**Work request:**
Take the records below and write them out again exactly.

+--

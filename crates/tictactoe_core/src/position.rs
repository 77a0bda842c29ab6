//! Named board positions.

use serde::{Deserialize, Serialize};
use strum::IntoEnumIterator;

/// A position on the tic-tac-toe board.
///
/// Discriminants match the row-major board index, so `position as usize`
/// and [`Position::to_index`] agree.
#[derive(
    Debug, Clone, Copy, PartialEq, Eq, Hash, PartialOrd, Ord, Serialize, Deserialize, strum::EnumIter,
)]
pub enum Position {
    /// Top-left (index 0)
    TopLeft = 0,
    /// Top-center (index 1)
    TopCenter = 1,
    /// Top-right (index 2)
    TopRight = 2,
    /// Middle-left (index 3)
    MiddleLeft = 3,
    /// Center (index 4)
    Center = 4,
    /// Middle-right (index 5)
    MiddleRight = 5,
    /// Bottom-left (index 6)
    BottomLeft = 6,
    /// Bottom-center (index 7)
    BottomCenter = 7,
    /// Bottom-right (index 8)
    BottomRight = 8,
}

impl Position {
    /// Human-readable label.
    pub fn label(self) -> &'static str {
        match self {
            Position::TopLeft => "Top-left",
            Position::TopCenter => "Top-center",
            Position::TopRight => "Top-right",
            Position::MiddleLeft => "Middle-left",
            Position::Center => "Center",
            Position::MiddleRight => "Middle-right",
            Position::BottomLeft => "Bottom-left",
            Position::BottomCenter => "Bottom-center",
            Position::BottomRight => "Bottom-right",
        }
    }

    /// Converts to a board index (0-8).
    pub fn to_index(self) -> usize {
        self as usize
    }

    /// Creates a position from a board index.
    pub fn from_index(index: usize) -> Option<Self> {
        Self::iter().nth(index)
    }

    /// Row of this position (0 = top).
    pub fn row(self) -> usize {
        self.to_index() / 3
    }

    /// Column of this position (0 = left).
    pub fn col(self) -> usize {
        self.to_index() % 3
    }

    /// Creates a position from row and column, both in 0..3.
    pub fn from_row_col(row: usize, col: usize) -> Option<Self> {
        if row < 3 && col < 3 {
            Self::from_index(row * 3 + col)
        } else {
            None
        }
    }
}

impl std::fmt::Display for Position {
    fn fmt(&self, f: &mut std::fmt::Formatter<'_>) -> std::fmt::Result {
        write!(f, "{}", self.label())
    }
}

#[cfg(test)]
mod tests {
    use super::*;

    #[test]
    fn test_index_round_trip() {
        for (index, pos) in Position::iter().enumerate() {
            assert_eq!(pos.to_index(), index);
            assert_eq!(Position::from_index(index), Some(pos));
        }
        assert_eq!(Position::from_index(9), None);
    }

    #[test]
    fn test_row_col() {
        assert_eq!((Position::MiddleRight.row(), Position::MiddleRight.col()), (1, 2));
        assert_eq!(Position::from_row_col(2, 0), Some(Position::BottomLeft));
        assert_eq!(Position::from_row_col(3, 0), None);
    }
}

+--

**Task output:**
filename crates/tictactoe_core/src/position.rs
repository 77a0bda842c29ab6
//! Named board positions.

use serde::{Deserialize, Serialize};
use strum::IntoEnumIterator;

/// A position on the tic-tac-toe board.
///
/// Discriminants match the row-major board index, so `position as usize`
/// and [`Position::to_index`] agree.
#[derive(
    Debug, Clone, Copy, PartialEq, Eq, Hash, PartialOrd, Ord, Serialize, Deserialize, strum::EnumIter,
)]
pub enum Position {
    /// Top-left (index 0)
    TopLeft = 0,
    /// Top-center (index 1)
    TopCenter = 1,
    /// Top-right (index 2)
    TopRight = 2,
    /// Middle-left (index 3)
    MiddleLeft = 3,
    /// Center (index 4)
    Center = 4,
    /// Middle-right (index 5)
    MiddleRight = 5,
    /// Bottom-left (index 6)
    BottomLeft = 6,
    /// Bottom-center (index 7)
    BottomCenter = 7,
    /// Bottom-right (index 8)
    BottomRight = 8,
}

impl Position {
    /// Human-readable label.
    pub fn label(self) -> &'static str {
        match self {
            Position::TopLeft => "Top-left",
            Position::TopCenter => "Top-center",
            Position::TopRight => "Top-right",
            Position::MiddleLeft => "Middle-left",
            Position::Center => "Center",
            Position::MiddleRight => "Middle-right",
            Position::BottomLeft => "Bottom-left",
            Position::BottomCenter => "Bottom-center",
            Position::BottomRight => "Bottom-right",
        }
    }

    /// Converts to a board index (0-8).
    pub fn to_index(self) -> usize {
        self as usize
    }

    /// Creates a position from a board index.
    pub fn from_index(index: usize) -> Option<Self> {
        Self::iter().nth(index)
    }

    /// Row of this position (0 = top).
    pub fn row(self) -> usize {
        self.to_index() / 3
    }

    /// Column of this position (0 = left).
    pub fn col(self) -> usize {
        self.to_index() % 3
    }

    /// Creates a position from row and column, both in 0..3.
    pub fn from_row_col(row: usize, col: usize) -> Option<Self> {
        if row < 3 && col < 3 {
            Self::from_index(row * 3 + col)
        } else {
            None
        }
    }
}

impl std::fmt::Display for Position {
    fn fmt(&self, f: &mut std::fmt::Formatter<'_>) -> std::fmt::Result {
        write!(f, "{}", self.label())
    }
}

#[cfg(test)]
mod tests {
    use super::*;

    #[test]
    fn test_index_round_trip() {
        for (index, pos) in Position::iter().enumerate() {
            assert_eq!(pos.to_index(), index);
            assert_eq!(Position::from_index(index), Some(pos));
        }
        assert_eq!(Position::from_index(9), None);
    }

    #[test]
    fn test_row_col() {
        assert_eq!((Position::MiddleRight.row(), Position::MiddleRight.col()), (1, 2));
        assert_eq!(Position::from_row_col(2, 0), Some(Position::BottomLeft));
        assert_eq!(Position::from_row_col(3, 0), None);
    }
}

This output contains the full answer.